Mais n’oublions pas que le maître cordonnier et sa famille doivent être entretenus des profits du maître seul ; ainsi ces profits ne peuvent pas être tous ajoutés à son capital.

MADAME B.

Cela est sans doute impossible. Les dépenses de sa famille consomment en général la plus grande partie du revenu d’un homme ; mais, si cet homme est prudent, il mettra de côté tout ce qu’il lui sera possible d’épargner ; ces économies le mettront à même d’augmenter et d’améliorer ses affaires, de quelque genre qu’elles soient.

CAROLINE.

Ainsi un fermier serait en état d’augmenter et d’améliorer la culture de sa ferme, en augmentant le nombre de ses ouvriers ; un marchand, ses affaires ; en sorte que plus un homme devient riche, plus il lui est facile d’accroître sa richesse ?

MADAME B.

Oui, les secondes mille livres sterling sont souvent acquises avec moins de difficulté que les cent premières.

CAROLINE.

Cela est dur pour ceux qui n’ont rien. Le riche propriétaire de terres achète toutes les petites fermes ; le riche négociant accapare toutes les grandes spéculations mercantiles ; le gros poisson en un mot dévore tous les petits.

MADAME B.

Il n’y a pas de vérité dans cette comparaison. Celui qui accumule une grande fortune par son travail ne fait tort à personne ; il fait au contraire le bien de la communauté. C’est ce que vous comprendrez mieux tout à l’heure. En attendant je dois vous faire observer que le bonheur, en tant qu’il dépend de la richesse, consiste moins dans la possession que dans le plaisir d’acquérir. Chaque degré d’une prospérité croissante est une jouissance.

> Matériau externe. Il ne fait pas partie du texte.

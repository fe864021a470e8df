// Copyright 2025 Lablup Inc. and Jeongkyu Shin
//
// Licensed under the Apache License, Version 2.0 (the "License");
// you may not use this file except in compliance with the License.
// You may obtain a copy of the License at
//
//     http://www.apache.org/licenses/LICENSE-2.0
//
// Unless required by applicable law or agreed to in writing, software
// distributed under the License is distributed on an "AS IS" BASIS,
// WITHOUT WARRANTIES OR CONDITIONS OF ANY KIND, either express or implied.
// See the License for the specific language governing permissions and
// limitations under the License.

//! russh-backed implementation of the remote shell traits.

use async_trait::async_trait;
use russh::client::{Config, Handle, Handler, Msg};
use russh::{Channel, ChannelMsg, Disconnect};
use std::net::SocketAddr;
use std::sync::{Arc, Mutex};
use std::time::Duration;
use tokio::io::{AsyncWriteExt, DuplexStream};
use tokio::sync::Mutex as AsyncMutex;

use super::auth::{authenticate, AuthMethod};
use super::error::ShellError;
use super::session::{
    session_signals, BoxedReader, Connection, Connector, Session, SessionSignals, SignalEmitter,
    StreamSlot,
};
use crate::host::Host;

/// In-process pipe capacity between the SSH channel and the output relays.
/// Matches the typical SSH channel packet size so one packet fits without blocking.
const SSH_PIPE_BUFFER_SIZE: usize = 32 * 1024;

const DEFAULT_CONNECT_TIMEOUT_SECS: u64 = 10;

/// How the server's host key is verified.
#[derive(Debug, Clone, Copy, PartialEq, Eq, Default)]
pub enum HostKeyCheck {
    /// Accept any host key.
    #[default]
    NoCheck,
    /// Require a matching entry in `~/.ssh/known_hosts`.
    KnownHosts,
}

/// Connection parameters shared by every host in a batch.
#[derive(Debug, Clone)]
pub struct ConnectSettings {
    pub connect_timeout: Duration,
    /// `None` disables keepalive.
    pub keepalive_interval: Option<Duration>,
    pub keepalive_max: usize,
    pub host_key_check: HostKeyCheck,
}

impl Default for ConnectSettings {
    fn default() -> Self {
        Self {
            connect_timeout: Duration::from_secs(DEFAULT_CONNECT_TIMEOUT_SECS),
            keepalive_interval: Some(Duration::from_secs(60)),
            keepalive_max: 3,
            host_key_check: HostKeyCheck::default(),
        }
    }
}

/// Opens SSH connections with russh.
#[derive(Debug, Clone, Default)]
pub struct SshConnector {
    settings: ConnectSettings,
}

impl SshConnector {
    pub fn new(settings: ConnectSettings) -> Self {
        Self { settings }
    }

    pub fn settings(&self) -> &ConnectSettings {
        &self.settings
    }

    fn client_config(&self) -> Config {
        Config {
            keepalive_interval: self.settings.keepalive_interval,
            keepalive_max: self.settings.keepalive_max,
            ..Default::default()
        }
    }
}

#[async_trait]
impl Connector for SshConnector {
    async fn connect(&self, host: &Host) -> Result<Box<dyn Connection>, ShellError> {
        tracing::debug!("Connecting to {}", host);

        let config = Arc::new(self.client_config());
        let handler =
            ClientHandler::new(host.address.clone(), host.port, self.settings.host_key_check);
        let methods = AuthMethod::chain_for(&host.credentials);

        let establish = async {
            let addrs = resolve(host).await?;
            let mut handle = russh::client::connect(config, &addrs[..], handler).await?;
            authenticate(&mut handle, &host.user, &methods).await?;
            Ok::<_, ShellError>(handle)
        };

        let handle = tokio::time::timeout(self.settings.connect_timeout, establish)
            .await
            .map_err(|_| ShellError::ConnectTimeout(self.settings.connect_timeout.as_secs()))??;

        tracing::debug!("Connected and authenticated to {}", host.name);
        Ok(Box::new(SshConnection {
            handle: Arc::new(handle),
            host: host.name.clone(),
        }))
    }
}

/// Resolve the host's address. An unknown name fails before any socket is opened.
async fn resolve(host: &Host) -> Result<Vec<SocketAddr>, ShellError> {
    let invalid = |source| ShellError::AddressInvalid {
        address: host.socket_address(),
        source,
    };
    let addrs: Vec<SocketAddr> = tokio::net::lookup_host((host.address.as_str(), host.port))
        .await
        .map_err(invalid)?
        .collect();
    if addrs.is_empty() {
        return Err(invalid(std::io::Error::new(
            std::io::ErrorKind::NotFound,
            "no addresses found",
        )));
    }
    Ok(addrs)
}

/// An authenticated russh connection.
pub struct SshConnection {
    handle: Arc<Handle<ClientHandler>>,
    host: String,
}

#[async_trait]
impl Connection for SshConnection {
    async fn new_session(&self) -> Result<Box<dyn Session>, ShellError> {
        let channel = self.handle.channel_open_session().await?;
        Ok(Box::new(SshSession::new(channel, self.host.clone())))
    }

    async fn close(&self) {
        if self.handle.is_closed() {
            return;
        }
        if let Err(e) = self
            .handle
            .disconnect(Disconnect::ByApplication, "", "English")
            .await
        {
            tracing::debug!("Disconnect from {} failed: {}", self.host, e);
        }
    }
}

/// One exec channel with its output pipes and signals.
pub struct SshSession {
    host: String,
    channel: AsyncMutex<Option<Channel<Msg>>>,
    writers: Mutex<Option<(DuplexStream, DuplexStream)>>,
    stdout: StreamSlot,
    stderr: StreamSlot,
    emitter: SignalEmitter,
    signals: SessionSignals,
}

impl SshSession {
    fn new(channel: Channel<Msg>, host: String) -> Self {
        let (stdout_writer, stdout_reader) = tokio::io::duplex(SSH_PIPE_BUFFER_SIZE);
        let (stderr_writer, stderr_reader) = tokio::io::duplex(SSH_PIPE_BUFFER_SIZE);
        let (emitter, signals) = session_signals();

        Self {
            host,
            channel: AsyncMutex::new(Some(channel)),
            writers: Mutex::new(Some((stdout_writer, stderr_writer))),
            stdout: StreamSlot::new(Box::new(stdout_reader)),
            stderr: StreamSlot::new(Box::new(stderr_reader)),
            emitter,
            signals,
        }
    }

    fn take_writers(&self) -> Result<(DuplexStream, DuplexStream), ShellError> {
        self.writers
            .lock()
            .map_err(|_| ShellError::other("session writer lock poisoned"))?
            .take()
            .ok_or(ShellError::SessionConsumed)
    }
}

/// Forward one chunk into a pipe. A vanished reader only stops that pipe.
async fn forward(pipe: &mut Option<DuplexStream>, data: &[u8], host: &str) {
    if let Some(writer) = pipe {
        if let Err(e) = writer.write_all(data).await {
            tracing::debug!("Discarding further output from {}: {}", host, e);
            *pipe = None;
        }
    }
}

#[async_trait]
impl Session for SshSession {
    async fn pipe_exec(&self, command: &str) -> Result<(), ShellError> {
        let mut channel = self
            .channel
            .lock()
            .await
            .take()
            .ok_or(ShellError::SessionConsumed)?;
        let (stdout, stderr) = self.take_writers()?;
        let (mut stdout, mut stderr) = (Some(stdout), Some(stderr));

        channel.exec(true, command).await?;
        self.emitter.ready();

        let mut exit_status = None;
        let mut exit_signal = None;

        while let Some(msg) = channel.wait().await {
            match msg {
                ChannelMsg::Data { ref data } => forward(&mut stdout, data, &self.host).await,
                ChannelMsg::ExtendedData { ref data, ext } if ext == 1 => {
                    forward(&mut stderr, data, &self.host).await
                }
                // The exit status may arrive before the last data packet,
                // so keep reading until the channel closes.
                ChannelMsg::ExitStatus { exit_status: code } => exit_status = Some(code),
                ChannelMsg::ExitSignal { signal_name, .. } => {
                    exit_signal = Some(format!("{signal_name:?}"))
                }
                _ => {}
            }
        }

        // Closing the writers lets the relays reach end-of-stream.
        drop(stdout);
        drop(stderr);

        match (exit_status, exit_signal) {
            (Some(0), _) => {}
            (Some(code), _) => {
                self.emitter.error(ShellError::ExitStatus(code));
            }
            (None, Some(signal)) => {
                self.emitter.error(ShellError::ExitSignal(signal));
            }
            (None, None) => {
                self.emitter.error(ShellError::MissingExitStatus);
            }
        }
        tracing::debug!("Command on {} finished with status {:?}", self.host, exit_status);
        self.emitter.done();
        Ok(())
    }

    fn take_stdout(&self) -> Option<BoxedReader> {
        self.stdout.take()
    }

    fn take_stderr(&self) -> Option<BoxedReader> {
        self.stderr.take()
    }

    fn signals(&self) -> &SessionSignals {
        &self.signals
    }

    async fn close(&self) {
        // Only reachable before `pipe_exec` took the channel; afterwards the
        // channel dies with the connection.
        if let Some(channel) = self.channel.lock().await.take() {
            if let Err(e) = channel.close().await {
                tracing::debug!("Closing channel on {} failed: {}", self.host, e);
            }
        }
    }
}

/// Host key verification for russh.
#[derive(Debug, Clone)]
pub struct ClientHandler {
    hostname: String,
    port: u16,
    check: HostKeyCheck,
}

impl ClientHandler {
    pub fn new(hostname: String, port: u16, check: HostKeyCheck) -> Self {
        Self {
            hostname,
            port,
            check,
        }
    }
}

impl Handler for ClientHandler {
    type Error = ShellError;

    async fn check_server_key(
        &mut self,
        server_public_key: &russh::keys::PublicKey,
    ) -> Result<bool, Self::Error> {
        match self.check {
            HostKeyCheck::NoCheck => Ok(true),
            HostKeyCheck::KnownHosts => {
                russh::keys::check_known_hosts(&self.hostname, self.port, server_public_key)
                    .map_err(|_| ShellError::ServerCheckFailed)
            }
        }
    }
}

Votre jardinier, qui épargne ses gages, avec la perspective de s’établir au bout de deux ou trois ans, a probablement plus de satisfaction à s’occuper de sa richesse future qu’il n’en aura à la posséder. Aussi longtemps qu’il continue de faire des additions annuelles à son capital, la même source de jouissances reste ouverte pour lui, mais elle n’excitera pas chez lui un intérêt aussi vif que ses premières épargnes. Les négociants vous diront que leurs premiers gains leur ont fait plus de plaisir que toutes leurs accumulations subséquentes. La nature a sagement attaché le bonheur à l’acquisition graduelle de la richesse, plutôt qu’à sa possession actuelle, et par-là en fait un stimulant de l’activité. Nous verrons dans la suite que cet état progressif de prospérité est également propre à avancer le bonheur des nations.